Here is a nice table that shows you the complexity (Big-Oh) of the different operations on lists.
I was wondering whether someone might know the answer to the following.
I'm using Python to build a character-based suffix tree. There are over 11 million nodes in the tree which fits in to approximately 3GB of memory. This was down from 7GB by using the slot class method rather than the Dict method.
When I serialise the tree (using the highest protocol) the resulting file is more than a hundred times smaller.
When I load the pickled file back in, it again consumes 3GB of memory. Where does this extra overhead come from, is it something to do with Pythons handling of memory references to class instances?
Update
Thank you larsmans and Gurgeh for your very helpful explanations and advice. I'm using the tree as part of an information retrieval interface over a corpus of texts.
I originally stored the children (max of 30) as a Numpy array, then tried the hardware version (ctypes.py_object*30), the Python array (ArrayType), as well as the dictionary and Set types.
Lists seemed to do better (using guppy to profile the memory, and __slots__['variable',...]), but I'm still trying to squash it down a bit more if I can. The only problem I had with arrays is having to specify their size in advance, which causes a bit of redundancy in terms of nodes with only one child, and I have quite a lot of them. ;-)
After the tree is constructed I intend to convert it to a probabilistic tree with a second pass, but may be I can do this as the tree is constructed. As construction time is not too important in my case, the array.array() sounds like something that would be useful to try, thanks for the tip, really appreciated.
I'll let you know how it goes.
If you try to pickle an empty list, you get:
>>> s = StringIO()
>>> pickle.dump([], s)
>>> s.getvalue()
'(l.'
and similarly '(d.' for an empty dict. That's three bytes. The in-memory representation of a list, however, contains
a reference count
a type ID, in turn containing a pointer to the type name and bookkeeping info for memory allocation
a pointer to a vector of pointers to actual elements
and yet more bookkeeping info.
On my machine, which has 64-bit pointers, the sizeof a Python list header object is 40 bytes, so that's one order of magnitude. I assume an empty dict will have similar size.

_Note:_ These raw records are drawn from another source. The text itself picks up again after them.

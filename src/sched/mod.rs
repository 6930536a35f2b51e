//! Scheduling policies and the ordered structures they rank.

pub mod criterion;
pub mod queue;

pub use criterion::{Criterion, Event, Rank, Statistics};
pub use queue::{ReadyQueue, WaitQueue};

Then, both list and dict use an overallocation strategy to obtain amortized O(1) performance for their main operations, malloc introduces overhead, there's alignment, member attributes that you may or may not even be aware of and various other factors that get you the second order of magnitude.
Summing up: pickle is a pretty good compression algorithm for Python objects :)

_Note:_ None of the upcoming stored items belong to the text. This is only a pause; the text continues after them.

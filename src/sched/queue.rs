//! Rank-ordered queues: the ready structure and wait queues.
//!
//! Both shapes sort by criterion rank with stable insertion, so equal
//! ranks dispatch in FIFO order. Embedded thread counts are small; O(n)
//! insertion into a vector keeps the structure simple and re-sortable
//! when dynamic criteria rewrite their ranks.

use crate::sched::criterion::{Event, Rank};
use crate::thread::{Thread, ThreadId};
use crate::time::Tick;
use portable_atomic::{AtomicU64, Ordering};

extern crate alloc;
use alloc::sync::Arc;
use alloc::vec::Vec;

/// One linked thread and the rank it was sorted under.
///
/// The stored rank is the criterion's rank at link (or last re-sort)
/// time; the structure is re-sorted before any dispatch can observe a
/// stale value.
#[derive(Clone)]
pub(crate) struct Element {
    pub(crate) thread: Thread,
    pub(crate) rank: Rank,
}

/// A rank-sorted queue with stable insertion.
pub(crate) struct OrderedQueue {
    items: Vec<Element>,
}

impl OrderedQueue {
    pub(crate) const fn new() -> Self {
        Self { items: Vec::new() }
    }

    /// Insert before the first strictly-worse rank: FIFO among equals.
    pub(crate) fn insert(&mut self, thread: Thread, rank: Rank) {
        let pos = self
            .items
            .iter()
            .position(|e| e.rank > rank)
            .unwrap_or(self.items.len());
        self.items.insert(pos, Element { thread, rank });
    }

    pub(crate) fn remove(&mut self, id: ThreadId) -> Option<Thread> {
        let pos = self.items.iter().position(|e| e.thread.id() == id)?;
        Some(self.items.remove(pos).thread)
    }

    pub(crate) fn front(&self) -> Option<&Element> {
        self.items.first()
    }

    pub(crate) fn nth(&self, n: usize) -> Option<&Element> {
        self.items.get(n)
    }

    pub(crate) fn pop_front(&mut self) -> Option<Thread> {
        if self.items.is_empty() {
            None
        } else {
            Some(self.items.remove(0).thread)
        }
    }

    pub(crate) fn contains(&self, id: ThreadId) -> bool {
        self.iter().any(|e| e.thread.id() == id)
    }

    pub(crate) fn len(&self) -> usize {
        self.items.len()
    }

    pub(crate) fn is_empty(&self) -> bool {
        self.items.is_empty()
    }

    pub(crate) fn iter(&self) -> impl Iterator<Item = &Element> {
        self.items.iter()
    }

    /// Re-sort one element under a new rank. Returns false when the
    /// thread is not linked here.
    pub(crate) fn resort(&mut self, id: ThreadId, rank: Rank) -> bool {
        match self.remove(id) {
            Some(thread) => {
                self.insert(thread, rank);
                true
            }
            None => false,
        }
    }

    /// Recompute every element's rank through `f`, then restore order.
    /// The stable sort keeps FIFO order among ranks that tie.
    pub(crate) fn refresh<F: FnMut(&Thread) -> Rank>(&mut self, mut f: F) {
        for e in self.items.iter_mut() {
            e.rank = f(&e.thread);
        }
        self.items.sort_by_key(|e| e.rank);
    }
}

/// The ready structure: a rank-sorted multi-head queue.
///
/// Two shapes share this type. The per-CPU shape keeps N independent
/// queues and `chosen(cpu)` reads the head of queue `cpu`. The global
/// shape keeps one shared queue with N heads: `chosen(cpu)` reads the
/// element at position `cpu`, so N runners select distinct threads, and
/// a dispatching CPU takes the best element still linked.
pub struct ReadyQueue {
    queues: Vec<OrderedQueue>,
    global: bool,
    dynamic_members: usize,
}

impl ReadyQueue {
    /// `global` selects the shared single-queue shape; otherwise one
    /// queue per CPU.
    pub fn new(cpus: usize, global: bool) -> Self {
        let queue_count = if global { 1 } else { cpus };
        let mut queues = Vec::with_capacity(queue_count);
        for _ in 0..queue_count {
            queues.push(OrderedQueue::new());
        }
        Self {
            queues,
            global,
            dynamic_members: 0,
        }
    }

    fn route(&self, thread: &Thread) -> usize {
        if self.global {
            0
        } else {
            let queue = thread.with_criterion(|c| c.queue());
            debug_assert!(queue < self.queues.len());
            queue.min(self.queues.len() - 1)
        }
    }

    /// Link a thread under its criterion's current rank.
    pub fn insert(&mut self, thread: Thread) {
        let (rank, dynamic) = thread.with_criterion(|c| (c.rank(), c.dynamic()));
        if dynamic {
            self.dynamic_members += 1;
        }
        let queue = self.route(&thread);
        self.queues[queue].insert(thread, rank);
    }

    /// Unlink a thread wherever it is.
    pub fn remove(&mut self, id: ThreadId) -> Option<Thread> {
        for queue in self.queues.iter_mut() {
            if let Some(thread) = queue.remove(id) {
                if thread.with_criterion(|c| c.dynamic()) {
                    self.dynamic_members -= 1;
                }
                return Some(thread);
            }
        }
        None
    }

    /// The next-to-dispatch element for `cpu`, left linked.
    pub fn chosen(&self, cpu: usize) -> Option<Thread> {
        let element = if self.global {
            self.queues[0].nth(cpu)
        } else {
            self.queues.get(cpu)?.front()
        };
        element.map(|e| e.thread.clone())
    }

    /// Unlink and return the next-to-dispatch thread for `cpu`.
    pub fn take_chosen(&mut self, cpu: usize) -> Option<Thread> {
        let thread = if self.global {
            self.queues[0].pop_front()
        } else {
            self.queues.get_mut(cpu)?.pop_front()
        }?;
        if thread.with_criterion(|c| c.dynamic()) {
            self.dynamic_members -= 1;
        }
        Some(thread)
    }

    /// Rank of the best linked candidate a thread on `cpu` competes with.
    pub fn head_rank(&self, cpu: usize) -> Option<Rank> {
        if self.global {
            self.queues[0].front().map(|e| e.rank)
        } else {
            self.queues.get(cpu)?.front().map(|e| e.rank)
        }
    }

    /// Rewrite every dynamic rank from the snapshot `now`, then restore
    /// sort order. No-op when nothing linked is dynamic.
    pub fn update_all(&mut self, now: Tick, cpu: usize) {
        if self.dynamic_members == 0 {
            return;
        }
        for queue in self.queues.iter_mut() {
            queue.refresh(|thread| {
                thread.with_criterion(|c| {
                    if c.dynamic() {
                        c.update(now);
                        c.collect(Event::Update, now, cpu);
                    }
                    c.rank()
                })
            });
        }
    }

    /// Re-sort one thread after its criterion changed.
    pub fn resort(&mut self, id: ThreadId, rank: Rank) -> bool {
        self.queues.iter_mut().any(|q| q.resort(id, rank))
    }

    pub fn contains(&self, id: ThreadId) -> bool {
        self.queues.iter().any(|q| q.contains(id))
    }

    /// Number of threads linked into one sub-queue.
    pub fn queue_len(&self, queue: usize) -> usize {
        if self.global {
            self.queues[0].len()
        } else {
            self.queues.get(queue).map_or(0, |q| q.len())
        }
    }

    pub fn len(&self) -> usize {
        self.queues.iter().map(|q| q.len()).sum()
    }

    pub fn is_empty(&self) -> bool {
        self.queues.iter().all(|q| q.is_empty())
    }
}

static NEXT_WAIT_QUEUE_ID: AtomicU64 = AtomicU64::new(1);

pub(crate) struct WaitQueueInner {
    id: u64,
    pub(crate) queue: spin::Mutex<OrderedQueue>,
}

/// An ordered queue of blocked threads, sorted by the waiters'
/// criteria so that waking releases the most urgent waiter first.
///
/// Wait queues are not independently lockable: every operation on one
/// happens through the kernel, under the scheduler guard. A waiting
/// thread keeps a back-reference to the queue it sleeps on; the
/// reference is identity (the queue id), dropped the moment the thread
/// is unlinked.
#[derive(Clone)]
pub struct WaitQueue {
    inner: Arc<WaitQueueInner>,
}

impl WaitQueue {
    pub fn new() -> Self {
        Self {
            inner: Arc::new(WaitQueueInner {
                id: NEXT_WAIT_QUEUE_ID.fetch_add(1, Ordering::AcqRel),
                queue: spin::Mutex::new(OrderedQueue::new()),
            }),
        }
    }

    /// Identity token for waiter back-references.
    pub fn id(&self) -> u64 {
        self.inner.id
    }

    pub fn is_empty(&self) -> bool {
        self.inner.queue.lock().is_empty()
    }

    pub fn len(&self) -> usize {
        self.inner.queue.lock().len()
    }

    pub(crate) fn inner(&self) -> &Arc<WaitQueueInner> {
        &self.inner
    }

    pub(crate) fn push(&self, thread: Thread) {
        let rank = thread.rank();
        self.inner.queue.lock().insert(thread, rank);
    }

    pub(crate) fn pop_front(&self) -> Option<Thread> {
        self.inner.queue.lock().pop_front()
    }

    /// Rank of the most urgent waiter.
    pub(crate) fn front_rank(&self) -> Option<Rank> {
        self.inner.queue.lock().front().map(|e| e.rank)
    }
}

impl WaitQueueInner {
    pub(crate) fn id(&self) -> u64 {
        self.id
    }
}

impl Default for WaitQueue {
    fn default() -> Self {
        Self::new()
    }
}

Do you construct your tree once and then use it without modifying it further? In that case you might want to consider using separate structures for the dynamic construction and the static usage.
Dicts and objects are very good for dynamic modification, but they are not very space efficient in a read-only scenario. I don't know exactly what you are using your suffix tree for, but you could let each node be represented by a 2-tuple of a sorted array.array('c') and an equally long tuple of subnodes (a tuple instead of a vector to avoid overallocation). You traverse the tree using the bisect-module for lookup in the array. The index of a character in the array will correspond to a subnode in the subnode-tuple. This way you avoid dicts, objects and vector.
You could do something similar during the construction process, perhaps using a subnode-vector instead of subnode-tuple. But this will of course make construction slower, since inserting new nodes in a sorted vector is O(N).